Doch das alles nahm Takeshi gelassen. Zum einen hatte er schon genug solcher Nächte erlebt, um zu wissen, dass es keinen Grund zur Aufregung gab, höchstens zur Vorsicht. Zum anderen war ihm klar, dass Wölfe nicht auf Bäume klettern. Also konnte er sich ganz dem Mond und den Wolken widmen.
Da riss ihn ein langsam blinkendes gelbes Licht am Himmel aus seinen Gedanken. Schnell nahm Takeshi seine Taschenlampe aus der Westentasche und gab Antwort. Auf das Lichtzeichen hin drehte Nightwing noch eine Runde um den Platz, ehe er sanft am Waldesrand landete.
Nightwing war eine prachtvolle Erscheinung, ein großer und kräftiger Pegacorn Hengst, ein Einhorn mit den Flügeln eines Pegasus, schwarz wie die Nacht selbst. So Ehrfurcht gebietend wie ein wahrer König. Das kurze gewundene Horn über seinen Augen glänzte, als bestünde es aus schwarzen Perlen. Der einzige Makel an ihm war eine große Narbe, die quer über seine ganze Brust verlief. Auf seinem Rücken trug er einen speziellen Sattel für Flugtiere, an dessen hinterem Ende Satteltaschen befestigt waren, die sich jetzt unter Nightwings angelegten Flügeln verbargen.
Takeshi sprang vom Baum hinunter. Dank seiner eigenen Flügel konnte er genauso leicht und sicher landen wie Nightwing, denn er war ein Tengu, halb Mensch, halb Krähe. Sein Gesicht wurde von einem großen Schnabel beherrscht und war von schwarzen Federn bedeckt. Die Arme und Beine endeten in Vogelkrallen. Takeshi trug einen dunkelblauen Overall, dazu eine olivgrüne Weste mit vielen Taschen und einen Helm, der seinen Kopf umschloss. Zwar machte der Tengu einen eher schmächtigen Eindruck, doch das wusste er zu seinem Vorteil zu nutzen.
»Wie ist es gelaufen?«, fragte Takeshi krächzend.

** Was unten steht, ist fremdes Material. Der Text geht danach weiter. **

//! Integration tests for data file normalization
//!
//! These tests verify that:
//! - Only new or changed entries get a fresh `last_updated`
//! - Sorting follows each file's canonical order and keeps unknown fields
//! - Missing and non-array files are handled without failing the run

use serde_json::{json, Value};
use std::collections::HashMap;
use std::path::{Path, PathBuf};

use dtwiki::data::normalize::{normalize_all, normalize_file, NormalizeMode};

const NOW: i64 = 1_700_000_000;

fn data_dir(name: &str) -> PathBuf {
    let dir = std::env::temp_dir().join(format!("dtwiki-normalize-{}-{}", name, std::process::id()));
    let _ = std::fs::remove_dir_all(&dir);
    std::fs::create_dir_all(&dir).unwrap();
    dir
}

fn write(dir: &Path, file: &str, value: &Value) {
    std::fs::write(dir.join(file), serde_json::to_string_pretty(value).unwrap()).unwrap();
}

fn read(dir: &Path, file: &str) -> Value {
    serde_json::from_str(&std::fs::read_to_string(dir.join(file)).unwrap()).unwrap()
}

fn no_baseline() -> HashMap<String, Vec<Value>> {
    HashMap::new()
}

#[test]
fn test_only_changed_entries_are_bumped() {
    let dir = data_dir("bump");
    let committed = json!([
        {"name": "Burn", "type": "Debuff", "effect": "old text", "last_updated": 100},
        {"name": "Shield", "type": "Buff", "effect": "absorbs", "last_updated": 100},
    ]);
    write(
        &dir,
        "status-effects.json",
        &json!([
            {"name": "Burn", "type": "Debuff", "effect": "new text", "last_updated": 100},
            {"name": "Shield", "type": "Buff", "effect": "absorbs", "last_updated": 100},
            {"name": "Stun", "type": "Control", "effect": "skip a turn"},
        ]),
    );

    let mut baseline = HashMap::new();
    baseline.insert(
        "status-effects.json".to_string(),
        committed.as_array().unwrap().clone(),
    );

    let report = normalize_file(&dir, "status-effects.json", NOW, NormalizeMode::SortAndTimestamps, &baseline).unwrap();
    assert!(report.exists && report.sorted && report.timestamped);
    assert_eq!(report.bumped, 2);
    assert_eq!(report.skipped_unchanged, 1);
    assert_eq!(report.summary(), "sorted, bumped 2, skipped 1 unchanged");

    let entries = read(&dir, "status-effects.json");
    let by_name = |name: &str| entries.as_array().unwrap().iter().find(|e| e["name"] == name).unwrap().clone();
    assert_eq!(by_name("Burn")["last_updated"], NOW);
    assert_eq!(by_name("Shield")["last_updated"], 100);
    assert_eq!(by_name("Stun")["last_updated"], NOW);

    // Buff, Debuff, Control
    let order: Vec<&str> = entries.as_array().unwrap().iter().map(|e| e["name"].as_str().unwrap()).collect();
    assert_eq!(order, vec!["Shield", "Burn", "Stun"]);
}

#[test]
fn test_unchanged_entry_without_timestamp_gets_one() {
    let dir = data_dir("missing-ts");
    let entry = json!({"name": "Elara", "character_class": "Priest"});
    write(&dir, "characters.json", &json!([entry.clone()]));

    let mut baseline = HashMap::new();
    baseline.insert("characters.json".to_string(), vec![entry]);

    let report = normalize_file(&dir, "characters.json", NOW, NormalizeMode::TimestampsOnly, &baseline).unwrap();
    assert_eq!(report.bumped, 1);
    assert!(!report.sorted);
    assert_eq!(read(&dir, "characters.json")[0]["last_updated"], NOW);
}

#[test]
fn test_codes_match_on_code_field() {
    let dir = data_dir("codes");
    let committed = vec![json!({"code": "GIFT", "active": true, "last_updated": 5})];
    write(
        &dir,
        "codes.json",
        &json!([
            {"code": "GIFT", "active": true, "last_updated": 5},
            {"code": "NEW", "active": true},
        ]),
    );

    let mut baseline = HashMap::new();
    baseline.insert("codes.json".to_string(), committed);

    let report = normalize_file(&dir, "codes.json", NOW, NormalizeMode::SortAndTimestamps, &baseline).unwrap();
    assert_eq!(report.bumped, 1);
    assert!(!report.sorted, "codes keep insertion order");

    let entries = read(&dir, "codes.json");
    assert_eq!(entries[0]["last_updated"], 5);
    assert_eq!(entries[1]["code"], "NEW");
}

#[test]
fn test_sort_only_keeps_unknown_fields_and_order() {
    let dir = data_dir("sort-only");
    write(
        &dir,
        "characters.json",
        &json!([
            {"name": "Zed", "character_class": "Mage", "quality": "UR", "custom": {"b": 1, "a": 2}},
            {"name": "Ann", "character_class": "Guardian", "quality": "SR"},
        ]),
    );

    let report = normalize_file(&dir, "characters.json", NOW, NormalizeMode::SortOnly, &no_baseline()).unwrap();
    assert!(report.sorted && !report.timestamped);

    let contents = std::fs::read_to_string(dir.join("characters.json")).unwrap();
    assert!(contents.ends_with("}\n]\n"), "two-space pretty print with trailing newline");
    assert!(!contents.contains("last_updated"));

    let entries = read(&dir, "characters.json");
    assert_eq!(entries[0]["name"], "Ann");
    let custom_keys: Vec<&String> = entries[1]["custom"].as_object().unwrap().keys().collect();
    assert_eq!(custom_keys, vec!["b", "a"], "object key order is preserved");
}

#[test]
fn test_non_ascii_is_written_as_is() {
    let dir = data_dir("unicode");
    write(&dir, "factions.json", &json!([{"name": "Wild Spirit", "wyrm": "Emerald Whelp", "description": "森の守護者"}]));

    normalize_file(&dir, "factions.json", NOW, NormalizeMode::SortOnly, &no_baseline()).unwrap();
    let contents = std::fs::read_to_string(dir.join("factions.json")).unwrap();
    assert!(contents.contains("森の守護者"));
}

#[test]
fn test_normalize_all_handles_missing_and_non_array_files() {
    let dir = data_dir("all");
    write(&dir, "changelog.json", &json!({"latest": "1.2.0"}));
    write(&dir, "artifacts.json", &json!([{"name": "B", "quality": "SR"}, {"name": "A", "quality": "UR"}]));

    // Every *.json in the directory, in name order
    let reports = normalize_all(&dir, &[], NOW, NormalizeMode::SortAndTimestamps, &no_baseline()).unwrap();
    let files: Vec<&str> = reports.iter().map(|r| r.filename.as_str()).collect();
    assert_eq!(files, vec!["artifacts.json", "changelog.json"]);
    assert_eq!(reports[1].summary(), "no-op");
    assert_eq!(read(&dir, "changelog.json"), json!({"latest": "1.2.0"}));
    assert_eq!(read(&dir, "artifacts.json")[0]["name"], "A");

    let reports = normalize_all(
        &dir,
        &["teams.json".to_string()],
        NOW,
        NormalizeMode::SortAndTimestamps,
        &no_baseline(),
    )
    .unwrap();
    assert!(!reports[0].exists);
}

»Superleicht«, erwiderte Nightwing.
»Konnte ja nicht ahnen, dass die Herzogin zur Kur ist und ihren gefräßigen Neffen als Schlosssitter eingesetzt hat.«
»So wie bei dem verreisten Baron und seiner schokoladeversessenen Nichte? Ich habe Stunden gebraucht, um die ganzen Flecken aus meinem Fell zu bekommen. Der Bursche heute konnte die Limonade nicht wegstellen.«
»Es war ja das letzte Mal. Krah. Wenn die Ausbeute stimmt.«
Nightwing streckte seinen rechten Flügel vor und gab die prallvolle Satteltasche preis. Takeshi öffnete sie und sah unzählige Goldstücke sowie herrlichste Edelsteine im Mondlicht glänzen. Für einen Moment schien es, als würde der Tengu mit seinem Schnabel extrabreit grinsen.

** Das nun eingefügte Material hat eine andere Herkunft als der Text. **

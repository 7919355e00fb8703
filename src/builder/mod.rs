//! Drag-and-drop builders
//!
//! The zone registry is shared by the tier list and team builders; the
//! UI only ever calls `assign` and renders what the registry reports.

pub mod export;
pub mod synergy;
pub mod synergy_config;
pub mod team;
pub mod tier_list;
pub mod zones;

pub use export::{issue_title, to_issue_body};
pub use synergy::{score_builder, score_roster, score_team, SignalKind, SynergyReport, SynergySignal};
pub use synergy_config::{SynergyConfig, SynergyConfigPlugin};
pub use team::{AssignOutcome, Placement, TeamBuilder, TeamMeta};
pub use tier_list::{TierListBuilder, TierListMeta};
pub use zones::{AssignError, Capacity, EntityId, ZoneId, ZoneRegistry, TEAM_SLOTS};
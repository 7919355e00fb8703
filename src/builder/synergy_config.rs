//! Data-driven synergy weights
//!
//! Weights and thresholds for the synergy scorer live in
//! `assets/config/synergy.ron` so balance tweaks after a game patch do not
//! need a rebuild.

use bevy::prelude::*;
use serde::{Deserialize, Serialize};
use std::path::Path;

pub const SYNERGY_CONFIG_PATH: &str = "assets/config/synergy.ron";

/// Points each signal contributes at full strength. Must sum to 100.
#[derive(Clone, Debug, PartialEq, Serialize, Deserialize)]
pub struct SynergyWeights {
    pub roster_fill: f32,
    pub class_diversity: f32,
    pub role_coverage: f32,
    pub faction_overlap: f32,
    pub overdrive_saturation: f32,
}

impl SynergyWeights {
    pub fn total(&self) -> f32 {
        self.roster_fill
            + self.class_diversity
            + self.role_coverage
            + self.faction_overlap
            + self.overdrive_saturation
    }
}

impl Default for SynergyWeights {
    fn default() -> Self {
        Self {
            roster_fill: 15.0,
            class_diversity: 25.0,
            role_coverage: 20.0,
            faction_overlap: 25.0,
            overdrive_saturation: 15.0,
        }
    }
}

#[derive(Resource, Clone, Debug, PartialEq, Serialize, Deserialize)]
pub struct SynergyConfig {
    pub weights: SynergyWeights,
    /// Distinct classes at which diversity is considered full
    pub ideal_classes: usize,
    /// Overdrive users at which saturation peaks
    pub ideal_overdrive: usize,
    /// Signals below this strength produce a recommendation
    pub weak_signal_threshold: f32,
}

impl Default for SynergyConfig {
    fn default() -> Self {
        Self {
            weights: SynergyWeights::default(),
            ideal_classes: 4,
            ideal_overdrive: 3,
            weak_signal_threshold: 0.6,
        }
    }
}

impl SynergyConfig {
    pub fn validate(&self) -> Result<(), String> {
        let total = self.weights.total();
        if (total - 100.0).abs() > 0.01 {
            return Err(format!("synergy weights must sum to 100, got {}", total));
        }
        if self.ideal_classes == 0 || self.ideal_overdrive == 0 {
            return Err("ideal_classes and ideal_overdrive must be positive".to_string());
        }
        if !(0.0..=1.0).contains(&self.weak_signal_threshold) {
            return Err(format!(
                "weak_signal_threshold must be within 0..=1, got {}",
                self.weak_signal_threshold
            ));
        }
        Ok(())
    }

    pub fn from_ron(contents: &str) -> Result<Self, String> {
        let config: SynergyConfig =
            ron::from_str(contents).map_err(|e| format!("Failed to parse synergy config: {}", e))?;
        config.validate()?;
        Ok(config)
    }
}

/// Load the synergy config. A missing file falls back to the defaults.
pub fn load_synergy_config(path: &Path) -> Result<SynergyConfig, String> {
    if !path.exists() {
        warn!("{} not found, using default synergy weights", path.display());
        return Ok(SynergyConfig::default());
    }

    let contents = std::fs::read_to_string(path)
        .map_err(|e| format!("Failed to read {}: {}", path.display(), e))?;
    let config = SynergyConfig::from_ron(&contents)?;

    info!("Loaded synergy weights from {}", path.display());
    Ok(config)
}

/// Bevy plugin that loads synergy weights at startup
pub struct SynergyConfigPlugin;

impl Plugin for SynergyConfigPlugin {
    fn build(&self, app: &mut App) {
        match load_synergy_config(Path::new(SYNERGY_CONFIG_PATH)) {
            Ok(config) => {
                app.insert_resource(config);
            }
            Err(e) => {
                // A broken config file is a packaging error; refuse to start
                panic!("Failed to load synergy config: {}", e);
            }
        }
    }
}

#[cfg(test)]
mod tests {
    use super::*;

    #[test]
    fn test_default_config_is_valid() {
        assert_eq!(SynergyConfig::default().validate(), Ok(()));
    }

    #[test]
    fn test_weights_must_sum_to_100() {
        let mut config = SynergyConfig::default();
        config.weights.roster_fill = 30.0;
        assert!(config.validate().is_err());
    }

    #[test]
    fn test_shipped_config_parses() {
        let contents = include_str!("../../assets/config/synergy.ron");
        let config = SynergyConfig::from_ron(contents).unwrap();
        assert_eq!(config, SynergyConfig::default());
    }
}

Plötzlich trat Nightwing einen großen Schritt zur Seite. Durch den Ruck verlor Takeshi beinahe sein Gleichgewicht.
»Wir werden erwartet«, erinnerte Nightwing ihn mit einem schelmischen Unterton.
Takeshi stieg in den Sattel und hielt sich an den Griffen fest.
Mit nur wenigen Flügelschlägen erhoben sich Ross und Reiter wieder in den Nachthimmel. Beim rasanten Aufstieg, löste sich eine Feder von Nightwings Flügel, die vom Wind davongetragen wurde.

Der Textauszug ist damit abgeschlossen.